Friday, October 28, 2011

My Biggest Book Nerd-Out

Over at Book Riot, we're running a book blogger appreciation contest. For all you bloggers, just write about your biggest book nerd moment and you'll be entered. Full details here. I'm not eligible (naturally), but I wanted to participate. So here's my non-entry entry.
On Christmas eve, 1997, I camped out for Toni Morrison. It was the publication day of Paradise, her first novel since winning the Nobel Prize in 1993, and the promised final installment in a trilogy beginning with Beloved and Jazz.

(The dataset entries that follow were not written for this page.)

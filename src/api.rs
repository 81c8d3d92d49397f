//! HTTP error mapping shared by every router.

use axum::Json;
use axum::extract::rejection::{JsonRejection, QueryRejection};
use axum::http::StatusCode;
use axum::response::{IntoResponse, Response};
use serde::{Deserialize, Serialize};

use crate::error::{DatabaseError, LoggingError, ValidationError, WizardError};

/// Errors a handler can answer with.
#[derive(Debug)]
pub enum ApiError {
    BadRequest(String),
    Validation(ValidationError),
    NotFound(String),
    Conflict(String),
    Internal(String),
}

/// Error response body.
#[derive(Debug, Serialize, Deserialize)]
pub struct ErrorResponse {
    pub error: String,
    pub code: String,
    #[serde(skip_serializing_if = "Option::is_none")]
    pub field: Option<String>,
}

impl IntoResponse for ApiError {
    fn into_response(self) -> Response {
        let (status, code, message, field) = match self {
            ApiError::BadRequest(msg) => (StatusCode::BAD_REQUEST, "bad_request", msg, None),
            ApiError::Validation(v) => (
                StatusCode::BAD_REQUEST,
                "validation_error",
                v.message,
                Some(v.field.to_string()),
            ),
            ApiError::NotFound(msg) => (StatusCode::NOT_FOUND, "not_found", msg, None),
            ApiError::Conflict(msg) => (StatusCode::CONFLICT, "conflict", msg, None),
            ApiError::Internal(msg) => {
                tracing::error!(error = %msg, "Request failed");
                (
                    StatusCode::INTERNAL_SERVER_ERROR,
                    "internal_error",
                    "Internal server error".to_string(),
                    None,
                )
            }
        };

        (
            status,
            Json(ErrorResponse {
                error: message,
                code: code.to_string(),
                field,
            }),
        )
            .into_response()
    }
}

impl From<ValidationError> for ApiError {
    fn from(err: ValidationError) -> Self {
        ApiError::Validation(err)
    }
}

impl From<DatabaseError> for ApiError {
    fn from(err: DatabaseError) -> Self {
        match err {
            DatabaseError::Validation(v) => ApiError::Validation(v),
            DatabaseError::NotFound { entity, .. } => {
                ApiError::NotFound(format!("{} not found", capitalize(&entity)))
            }
            other => ApiError::Internal(other.to_string()),
        }
    }
}

impl From<LoggingError> for ApiError {
    fn from(err: LoggingError) -> Self {
        match err {
            LoggingError::UnknownSubmission(_) => {
                ApiError::NotFound("Submission not found".to_string())
            }
            LoggingError::Write(db) => db.into(),
        }
    }
}

impl From<WizardError> for ApiError {
    fn from(err: WizardError) -> Self {
        match err {
            WizardError::StepMismatch { .. } => ApiError::Conflict(err.to_string()),
            WizardError::Validation(v) => ApiError::Validation(v),
            WizardError::Database(db) => db.into(),
        }
    }
}

impl From<JsonRejection> for ApiError {
    fn from(err: JsonRejection) -> Self {
        ApiError::BadRequest(format!("Invalid JSON body: {}", err.body_text()))
    }
}

impl From<QueryRejection> for ApiError {
    fn from(err: QueryRejection) -> Self {
        ApiError::BadRequest(err.body_text())
    }
}

fn capitalize(s: &str) -> String {
    let mut chars = s.chars();
    match chars.next() {
        Some(first) => first.to_uppercase().chain(chars).collect(),
        None => String::new(),
    }
}

/// Reject a missing or blank required field.
pub fn required<'a>(value: &'a Option<String>, message: &str) -> Result<&'a str, ApiError> {
    value
        .as_deref()
        .map(str::trim)
        .filter(|v| !v.is_empty())
        .ok_or_else(|| ApiError::BadRequest(message.to_string()))
}

/// Parse a submission id. Malformed ids cannot match a record, so they are 404.
pub fn parse_submission_id(raw: &str) -> Result<uuid::Uuid, ApiError> {
    uuid::Uuid::parse_str(raw.trim()).map_err(|_| ApiError::NotFound("Submission not found".into()))
}

#[cfg(test)]
mod tests {
    use super::*;

    #[test]
    fn status_codes() {
        let cases = [
            (ApiError::BadRequest("x".into()), StatusCode::BAD_REQUEST),
            (
                ApiError::Validation(ValidationError::new("email", "bad")),
                StatusCode::BAD_REQUEST,
            ),
            (ApiError::NotFound("x".into()), StatusCode::NOT_FOUND),
            (ApiError::Conflict("x".into()), StatusCode::CONFLICT),
            (ApiError::Internal("x".into()), StatusCode::INTERNAL_SERVER_ERROR),
        ];
        for (err, status) in cases {
            assert_eq!(err.into_response().status(), status);
        }
    }

    #[test]
    fn database_errors_map_by_kind() {
        let nf: ApiError = DatabaseError::not_found("submission", "abc").into();
        assert!(matches!(nf, ApiError::NotFound(ref m) if m == "Submission not found"));

        let v: ApiError = DatabaseError::Validation(ValidationError::new("email", "bad")).into();
        assert!(matches!(v, ApiError::Validation(_)));

        let q: ApiError = DatabaseError::Query("disk I/O error".into()).into();
        assert!(matches!(q, ApiError::Internal(_)));
    }

    #[test]
    fn step_mismatch_is_conflict() {
        let err: ApiError = WizardError::StepMismatch {
            expected: "retention".into(),
            actual: "feedback".into(),
        }
        .into();
        assert!(matches!(err, ApiError::Conflict(_)));
    }

    #[test]
    fn required_rejects_blank() {
        assert!(required(&Some("  ".into()), "Email is required").is_err());
        assert!(required(&None, "Email is required").is_err());
        assert_eq!(required(&Some(" a@b.c ".into()), "x").unwrap(), "a@b.c");
    }

    #[test]
    fn malformed_id_is_not_found() {
        assert!(matches!(parse_submission_id("not-a-uuid"), Err(ApiError::NotFound(_))));
    }
}
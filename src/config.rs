//! Configuration types, read once from the environment at startup.

use std::time::Duration;

use secrecy::SecretString;

use crate::error::ConfigError;
use crate::retry::RetryPolicy;

const DEFAULT_POSTMARK_URL: &str = "https://api.postmarkapp.com";

/// Which mail provider the dispatcher talks to.
#[derive(Debug, Clone)]
pub enum MailConfig {
    /// Postmark HTTP API.
    Postmark {
        server_token: SecretString,
        base_url: String,
    },
    /// Plain SMTP relay.
    Smtp {
        host: String,
        port: u16,
        username: String,
        password: SecretString,
    },
    /// No provider: every send fails with `NotConfigured` and the flow moves on.
    Disabled,
}

impl MailConfig {
    pub fn provider_name(&self) -> &'static str {
        match self {
            Self::Postmark { .. } => "postmark",
            Self::Smtp { .. } => "smtp",
            Self::Disabled => "disabled",
        }
    }
}

/// Addresses and links rendered into outgoing mail.
#[derive(Debug, Clone)]
pub struct EmailSettings {
    pub from_address: String,
    pub reply_to: String,
    /// Receives `cancellation_notification` and `retention_acceptance`.
    pub ops_address: String,
    pub product_name: String,
    pub review_calendly_url: String,
    pub experience_calendly_url: String,
    /// Retention discount, percent.
    pub discount_percent: u32,
    pub discount_months: u32,
}

impl Default for EmailSettings {
    fn default() -> Self {
        Self {
            from_address: "noreply@ravecapture.com".to_string(),
            reply_to: "support@ravecapture.com".to_string(),
            ops_address: "support@ravecapture.com".to_string(),
            product_name: "RaveCapture".to_string(),
            review_calendly_url: "https://calendly.com/ravecapture/review-optimization".to_string(),
            experience_calendly_url: "https://calendly.com/ravecapture/experience-review"
                .to_string(),
            discount_percent: 50,
            discount_months: 12,
        }
    }
}

/// Service configuration.
#[derive(Debug, Clone)]
pub struct AppConfig {
    pub port: u16,
    pub db_path: String,
    /// Route terminal steps back to `retention` instead of freezing them.
    pub legacy_terminal_routing: bool,
    pub mail: MailConfig,
    pub email: EmailSettings,
    /// Backoff for the failure-tolerant collaborators (mail, education log).
    pub retry: RetryPolicy,
    /// Cancellation attempts allowed per client IP per window.
    pub max_attempts_per_window: u32,
    pub attempt_window: Duration,
}

impl Default for AppConfig {
    fn default() -> Self {
        Self {
            port: 8080,
            db_path: "./data/cancel-flow.db".to_string(),
            legacy_terminal_routing: false,
            mail: MailConfig::Disabled,
            email: EmailSettings::default(),
            retry: RetryPolicy::default(),
            max_attempts_per_window: 3,
            attempt_window: Duration::from_secs(24 * 60 * 60),
        }
    }
}

impl AppConfig {
    /// Build config from environment variables.
    pub fn from_env() -> Result<Self, ConfigError> {
        Self::from_lookup(|key| std::env::var(key).ok())
    }

    /// Build config from an arbitrary key lookup. Unset and blank values fall back
    /// to defaults; values that are set but malformed are rejected.
    pub fn from_lookup(lookup: impl Fn(&str) -> Option<String>) -> Result<Self, ConfigError> {
        let get = |key: &str| lookup(key).filter(|v| !v.trim().is_empty());
        let defaults = Self::default();
        let email_defaults = EmailSettings::default();

        let mail = if let Some(token) = get("POSTMARK_SERVER_TOKEN") {
            MailConfig::Postmark {
                server_token: SecretString::from(token),
                base_url: get("POSTMARK_API_URL").unwrap_or_else(|| DEFAULT_POSTMARK_URL.into()),
            }
        } else if let Some(host) = get("SMTP_HOST") {
            let username = get("SMTP_USERNAME").ok_or_else(|| ConfigError::MissingRequired {
                key: "SMTP_USERNAME".into(),
                hint: "required when SMTP_HOST is set".into(),
            })?;
            let password = get("SMTP_PASSWORD").ok_or_else(|| ConfigError::MissingRequired {
                key: "SMTP_PASSWORD".into(),
                hint: "required when SMTP_HOST is set".into(),
            })?;
            MailConfig::Smtp {
                host,
                port: parse_or(&get, "SMTP_PORT", 587)?,
                username,
                password: SecretString::from(password),
            }
        } else {
            MailConfig::Disabled
        };

        let email = EmailSettings {
            from_address: get("CANCEL_FLOW_FROM_EMAIL").unwrap_or(email_defaults.from_address),
            reply_to: get("CANCEL_FLOW_REPLY_TO").unwrap_or(email_defaults.reply_to),
            ops_address: get("CANCEL_FLOW_OPS_EMAIL").unwrap_or(email_defaults.ops_address),
            product_name: get("CANCEL_FLOW_PRODUCT_NAME").unwrap_or(email_defaults.product_name),
            review_calendly_url: get("CANCEL_FLOW_REVIEW_CALENDLY_URL")
                .unwrap_or(email_defaults.review_calendly_url),
            experience_calendly_url: get("CANCEL_FLOW_EXPERIENCE_CALENDLY_URL")
                .unwrap_or(email_defaults.experience_calendly_url),
            discount_percent: parse_or(
                &get,
                "CANCEL_FLOW_DISCOUNT_PERCENT",
                email_defaults.discount_percent,
            )?,
            discount_months: parse_or(
                &get,
                "CANCEL_FLOW_DISCOUNT_MONTHS",
                email_defaults.discount_months,
            )?,
        };

        if email.discount_percent > 100 {
            return Err(ConfigError::InvalidValue {
                key: "CANCEL_FLOW_DISCOUNT_PERCENT".into(),
                message: format!("{} is not a percentage", email.discount_percent),
            });
        }

        let retry = RetryPolicy {
            max_attempts: parse_or(&get, "CANCEL_FLOW_RETRY_ATTEMPTS", defaults.retry.max_attempts)?,
            initial_delay: Duration::from_millis(parse_or(
                &get,
                "CANCEL_FLOW_RETRY_BASE_MS",
                defaults.retry.initial_delay.as_millis() as u64,
            )?),
            ..defaults.retry
        };

        Ok(Self {
            port: parse_or(&get, "CANCEL_FLOW_PORT", defaults.port)?,
            db_path: get("CANCEL_FLOW_DB_PATH").unwrap_or(defaults.db_path),
            legacy_terminal_routing: parse_bool(&get, "CANCEL_FLOW_LEGACY_TERMINAL_ROUTING")?,
            mail,
            email,
            retry,
            max_attempts_per_window: parse_or(
                &get,
                "CANCEL_FLOW_MAX_ATTEMPTS",
                defaults.max_attempts_per_window,
            )?,
            attempt_window: defaults.attempt_window,
        })
    }
}

fn parse_or<T>(
    get: &impl Fn(&str) -> Option<String>,
    key: &str,
    default: T,
) -> Result<T, ConfigError>
where
    T: std::str::FromStr,
    T::Err: std::fmt::Display,
{
    match get(key) {
        Some(raw) => raw.trim().parse().map_err(|e| ConfigError::InvalidValue {
            key: key.to_string(),
            message: format!("{raw:?}: {e}"),
        }),
        None => Ok(default),
    }
}

fn parse_bool(get: &impl Fn(&str) -> Option<String>, key: &str) -> Result<bool, ConfigError> {
    match get(key).map(|v| v.trim().to_ascii_lowercase()) {
        None => Ok(false),
        Some(v) => match v.as_str() {
            "1" | "true" | "yes" | "on" => Ok(true),
            "0" | "false" | "no" | "off" => Ok(false),
            _ => Err(ConfigError::InvalidValue {
                key: key.to_string(),
                message: format!("expected a boolean, got {v:?}"),
            }),
        },
    }
}
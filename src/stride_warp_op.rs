use glam::{Quat, Vec3};

use crate::base::KINDA_SMALL_NUMBER;
use crate::ik_goal::IKGoalSpace;
use crate::math::{quat_swing_twist, safe_normalize, yaw_of, Transform};
use crate::op::{impl_op_settings, OpHeader, OpInitContext, OpKind, OpRunContext, RetargetOp};

/// How the body direction used by stride warping is estimated.
#[derive(Debug, Clone, Copy, PartialEq, Eq, Default)]
#[cfg_attr(feature = "serde", derive(serde::Serialize, serde::Deserialize))]
pub enum WarpingDirectionSource {
    /// Best fit rotation of the goal cloud against its reference positions.
    #[default]
    Goals,
    /// Root to tip vector of `direction_chain`.
    Chain,
    /// Rotation of the skeleton root bone.
    RootBone,
}

/// Settings of `StrideWarpOp`.
#[derive(Debug, Clone, PartialEq)]
#[cfg_attr(feature = "serde", derive(serde::Serialize, serde::Deserialize))]
#[cfg_attr(feature = "serde", serde(default))]
pub struct StrideWarpSettings {
    pub direction_source: WarpingDirectionSource,
    /// Forward axis of the character in the reference pose.
    pub forward_direction: Vec3,
    /// Target chain giving the direction when `direction_source` is `Chain`.
    pub direction_chain: String,
    /// Goals to warp. Empty warps every goal of the rig.
    pub goals: Vec<String>,

    /// Scales goal distance along the forward direction.
    pub warp_forwards: f32,
    /// Pushes goals sideways, away from the body.
    pub sideways_offset: f32,
    /// Scales goal distance along the sideways direction.
    pub warp_splay: f32,
}

impl Default for StrideWarpSettings {
    fn default() -> StrideWarpSettings {
        return StrideWarpSettings {
            direction_source: WarpingDirectionSource::Goals,
            forward_direction: Vec3::Y,
            direction_chain: String::new(),
            goals: Vec::new(),
            warp_forwards: 1.0,
            sideways_offset: 0.0,
            warp_splay: 1.0,
        };
    }
}

impl StrideWarpSettings {
    pub fn requires_reinit(&self, other: &StrideWarpSettings) -> bool {
        return self.direction_source != other.direction_source
            || self.direction_chain != other.direction_chain
            || self.goals != other.goals;
    }
}

#[derive(Debug, Clone, PartialEq)]
struct WarpGoal {
    name: String,
    initial_position: Vec3,
}

/// Horizontal frame the goals are warped in.
#[derive(Debug, Clone, Copy, PartialEq)]
struct WarpFrame {
    origin: Vec3,
    forward: Vec3,
    sideways: Vec3,
}

///
/// Warps IK goals along the body's forward and sideways directions, to compensate
/// for stride length and stance width differences between source and target.
///
/// Must be parented to a `RunIKRigOp` and run after the op writing the goals.
///
#[derive(Debug, Clone)]
pub struct StrideWarpOp {
    header: OpHeader,
    settings: StrideWarpSettings,
    goals: Vec<WarpGoal>,
    chain_bones: Option<(usize, usize)>,
    chain_initial: Vec3,
    root_initial: Transform,
}

impl StrideWarpOp {
    pub fn new(name: impl Into<String>, settings: StrideWarpSettings) -> StrideWarpOp {
        return StrideWarpOp {
            header: OpHeader::new(name),
            settings,
            goals: Vec::new(),
            chain_bones: None,
            chain_initial: Vec3::ZERO,
            root_initial: Transform::IDENTITY,
        };
    }

    fn horizontal(v: Vec3) -> Vec3 {
        return Vec3::new(v.x, v.y, 0.0);
    }

    /// Best fit yaw taking the initial goal cloud onto the current one, and the current centroid.
    fn fit_goals(&self, current: &[Vec3]) -> Option<(f32, Vec3)> {
        if current.is_empty() {
            return None;
        }
        let count = current.len() as f32;
        let initial_centroid = self.goals.iter().map(|g| g.initial_position).sum::<Vec3>() / count;
        let current_centroid = current.iter().copied().sum::<Vec3>() / count;

        let mut cross = 0.0;
        let mut dot = 0.0;
        for (goal, position) in self.goals.iter().zip(current.iter()) {
            let a = Self::horizontal(goal.initial_position - initial_centroid);
            let b = Self::horizontal(*position - current_centroid);
            cross += a.x * b.y - a.y * b.x;
            dot += a.dot(b);
        }
        if cross.abs() < KINDA_SMALL_NUMBER && dot.abs() < KINDA_SMALL_NUMBER {
            return Some((0.0, current_centroid));
        }
        return Some((cross.atan2(dot), current_centroid));
    }

    fn warp_frame(&self, ctx: &OpRunContext, current: &[Vec3]) -> Option<WarpFrame> {
        let forward = safe_normalize(Self::horizontal(self.settings.forward_direction))?;
        let (yaw, origin) = match self.settings.direction_source {
            WarpingDirectionSource::Goals => self.fit_goals(current)?,
            WarpingDirectionSource::Chain => {
                let (start, end) = self.chain_bones?;
                let vector = ctx.target_pose[end].translation - ctx.target_pose[start].translation;
                let yaw = yaw_of(vector)? - yaw_of(self.chain_initial)?;
                (yaw, ctx.target_pose[start].translation)
            }
            WarpingDirectionSource::RootBone => {
                let root = ctx.target_pose.first()?;
                let delta = root.rotation * self.root_initial.rotation.inverse();
                let (_, twist) = quat_swing_twist(delta, Vec3::Z);
                let yaw = yaw_of(twist * forward)? - yaw_of(forward)?;
                (yaw, root.translation)
            }
        };
        let forward = Quat::from_rotation_z(yaw) * forward;
        return Some(WarpFrame {
            origin: Self::horizontal(origin),
            forward,
            sideways: forward.cross(Vec3::Z),
        });
    }
}

impl RetargetOp for StrideWarpOp {
    impl_op_settings!(StrideWarp);

    fn kind(&self) -> OpKind {
        return OpKind::StrideWarp;
    }

    fn parent_op_kind(&self) -> Option<OpKind> {
        return Some(OpKind::RunIKRig);
    }

    fn initialize(&mut self, ctx: &mut OpInitContext) -> bool {
        let rig = ctx.effective_target_rig().clone();
        ctx.goals.add_rig_goals(&rig);

        let names: Vec<String> = match self.settings.goals.is_empty() {
            true => rig.goals.iter().map(|g| g.name.clone()).collect(),
            false => self.settings.goals.clone(),
        };
        self.goals.clear();
        for name in names {
            let bone = rig
                .goal(&name)
                .and_then(|goal| ctx.target.find_bone_index_by_name(&goal.bone));
            match bone {
                Some(bone) => self.goals.push(WarpGoal {
                    name,
                    initial_position: ctx.target.retarget_global_pose()[bone].translation,
                }),
                None => {
                    ctx.log.warning(format!(
                        "{}: goal '{}' not found in rig '{}'",
                        self.header.name, name, rig.name
                    ));
                    return false;
                }
            }
        }

        self.chain_bones = None;
        if self.settings.direction_source == WarpingDirectionSource::Chain {
            let chain = ctx.chains.valid_chain(
                crate::base::RetargetSide::Target,
                &rig.name,
                &self.settings.direction_chain,
            );
            let bones = chain.and_then(|c| Some((c.start_bone()?, c.end_bone()?)));
            match bones {
                Some((start, end)) => {
                    let global = ctx.target.retarget_global_pose();
                    self.chain_bones = Some((start, end));
                    self.chain_initial = global[end].translation - global[start].translation;
                }
                None => {
                    ctx.log.warning(format!(
                        "{}: direction chain '{}' not found in rig '{}'",
                        self.header.name, self.settings.direction_chain, rig.name
                    ));
                    return false;
                }
            }
        }

        self.root_initial = match ctx.target.retarget_global_pose().first() {
            Some(root) => *root,
            None => Transform::IDENTITY,
        };
        return true;
    }

    fn run(&mut self, ctx: &mut OpRunContext) {
        let s = &self.settings;
        if s.warp_forwards == 1.0 && s.sideways_offset == 0.0 && s.warp_splay == 1.0 {
            return;
        }

        // only goals already placed in component space are warped
        let current: Vec<Vec3> = self
            .goals
            .iter()
            .map(|g| match ctx.frame.goals.goal(&g.name) {
                Some(goal) if goal.space == IKGoalSpace::Component => goal.position,
                _ => g.initial_position,
            })
            .collect();
        let frame = match self.warp_frame(ctx, &current) {
            Some(frame) => frame,
            None => return,
        };

        for (warp_goal, position) in self.goals.iter().zip(current.iter()) {
            let goal = match ctx.frame.goals.goal_mut(&warp_goal.name) {
                Some(goal) if goal.space == IKGoalSpace::Component => goal,
                _ => continue,
            };
            let offset = Self::horizontal(*position) - frame.origin;
            let forward = frame.forward * offset.dot(frame.forward);
            let sideways = frame.sideways * offset.dot(frame.sideways);
            let side = if offset.dot(frame.sideways) < 0.0 { -1.0 } else { 1.0 };

            let warped = frame.origin
                + forward * s.warp_forwards
                + sideways * s.warp_splay
                + frame.sideways * (side * s.sideways_offset);
            goal.position = Vec3::new(warped.x, warped.y, position.z);
        }
    }
}
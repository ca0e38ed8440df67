#![allow(dead_code)]

use pose_retarget_rs::test_utils::{new_biped_rig, new_biped_skeleton, GoalSnapSolverFactory};
use pose_retarget_rs::*;
use std::sync::{Arc, Once};

static INIT_LOGGER: Once = Once::new();

pub fn init_logger() {
    INIT_LOGGER.call_once(|| {
        let _ = env_logger::builder().is_test(true).try_init();
    });
}

/// Pelvis, FK, IK and a snapping IK solver, in insertion order.
pub fn biped_asset(ik: IKChainsSettings) -> RetargetAsset {
    let mut asset = RetargetAsset::new(
        "Biped",
        Arc::new(new_biped_rig("SourceRig")),
        Arc::new(new_biped_rig("TargetRig")),
    );
    asset.add_op(Box::new(PelvisMotionOp::new("Pelvis", PelvisMotionSettings::default())));
    asset.add_op(Box::new(FKChainsOp::new("FK", FKChainsSettings::default())));
    asset.add_op(Box::new(RunIKRigOp::new(
        "Run IK",
        RunIKRigSettings::new(None, Arc::new(GoalSnapSolverFactory)),
    )));
    asset.add_op(Box::new(IKChainsOp::new("IK", ik)));
    asset.ops_mut().set_parent("IK", Some("Run IK")).unwrap();
    return asset;
}

pub struct Biped {
    pub processor: RetargetProcessor,
    pub source: Arc<Skeleton>,
    pub target: Arc<Skeleton>,
    pub profile: RetargetProfile,
}

pub fn biped_processor(source_scale: f32, target_scale: f32, asset: RetargetAsset) -> Biped {
    init_logger();
    let source = Arc::new(new_biped_skeleton(source_scale));
    let target = Arc::new(new_biped_skeleton(target_scale));
    let profile = RetargetProfile::new();
    let mut processor = RetargetProcessor::new();
    assert!(processor.initialize(
        Some(source.clone()),
        Some(target.clone()),
        Some(Arc::new(asset)),
        &profile
    ));
    return Biped {
        processor,
        source,
        target,
        profile,
    };
}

So it was a major release by a major writer, but it was also a rite of passage for me. About six weeks earlier, I had decided to change majors, from pre-med to English. For me this was more than a change in required courses or even career path, it was an acknowledgement of who I was and who I wanted to be.
I was a book person and wanted to spend my life in books. 
So I went down to my local Borders (now gone like all the rest), and waited for the doors to open at 7am. There was a crowd of holiday shoppers there, but as I zipped to the new hardcover section, no one followed; I was the only there for Paradise. For some reason, I thought there would be others. 
I was disappointed. This was no opening weekend of a blockbuster movie or first day of the baseball season. It was just me. 
But then I looked around and saw the frantic, last-minute shopping around me. It wasn’t that these people weren’t interested in books; they were buying them by the armful. But they didn't care about them as I did, didn’t live for them as I did (and still do.) And that made me feel good about me. 
I couldn’t start reading Paradise that day; the holiday hustle was in full swing. But the afternoon of Christmas day, familial cheer activities fully discharged, I took my gifts up to my room, piled them in the corner, and shut the door. Then, for the next nine hours, I read. 
And I haven’t stopped.

Saturday, October 8, 2011


Well, Book Riot survived it's first week. For those of you who haven't checked it out yet, can I interest you in a run-down of what we wrote about last week?
Sometimes, you just need a handbag made out of dictionaries.

I like cheap books almost as much as I like sports novels.

I'm a lit snob, so I'm going to try these YA books. Apparently, there's a lot you can learn from that stuff.

Snooki wrote an embarrassingly bad novel (and has a deal for her next one), but that doesn't mean you can't enjoy real books and the Jersey Shore at the same time.

A lot of people "like" books on Facebook, but some people like books about plucky lady journos better.
A book can be an ideal travel companion, that is unless you can't stand it and chuck it.

People can't seem to leave perfectly good books alone. They are either needlessly modernizing them ormaking terrible movies out of them.

There are a lot of books about hapless white dudes out there. Which is exactly how I would not describe Toni Morrison.

A lot of people put money on who would win the Nobel Prize. Though the announcement day favorite didn't win, there's a good case to be made that Bob Dylan should have.

And if you want to share any of these posts, you can retweet them without fear of reprisal from the language police.
Thanks to all of you that have taken a look; as for the rest, give us a shot, won't you?

Monday, October 3, 2011

Announcing My New Blog Project: Book Riot

You may have noticed that things have slowed down here at The Ape of late. And there's a reason for that: for the past few months I've been hard at work on a new blog project that is launching today: Book Riot.

Some of you may have seen mention of it floating around (especially on Twitter), but let me tell you a little about it. Book Riot is a book news and commentary site that slots somewhere between your higher quality book blog and a mass market site like The Huffington Post (but, you know, good). The goal is to write about books in the accessible, entertaining way that bloggers do but with the goal of breaking through the blogosphere bubble by being a little more professional and a little more consistent. Our target audience is someone who likes to read, but wouldn’t read an individual book blog (probably there is someone in your life who does like to read, but isn’t a nut about it like us).

As for my role, well, I'm co-founder (along with my friend and business partner Clint) and will be serving as Editor-in-Chief. In short, I'll be doing a bunch of writing (considerably more than I ever did here), recruiting writers and bloggers (more on this below), and working with our writers to do entertaining, educational, and otherwise engaging writing about books and reading.

So far, we have a stable of thirteen writers, many of whom are bloggers that I've met through doing this humble little blog (Rachel from A Home Between Pages, Greg from The New Dork Review of Books, Amanda from Dead White Guys are all writing and all have been regular commenters here).

In the coming weeks, we are going to be looking for more contributors and I hope some of you will consider joining us. I'll post more about that when we are ready for more, but one of Book Riot's goals is to bring the best of what book bloggers do to a wider audience.

The Reading Ape will still be around, though likely in his current leisurely pace. I do hope you will check out Book Riot---if we do it right, I think it'll become a regular stop on your internet route.

Thanks so much for reading here; my experience writing The Ape led directly to this new venture, and I hope you'll come along as well.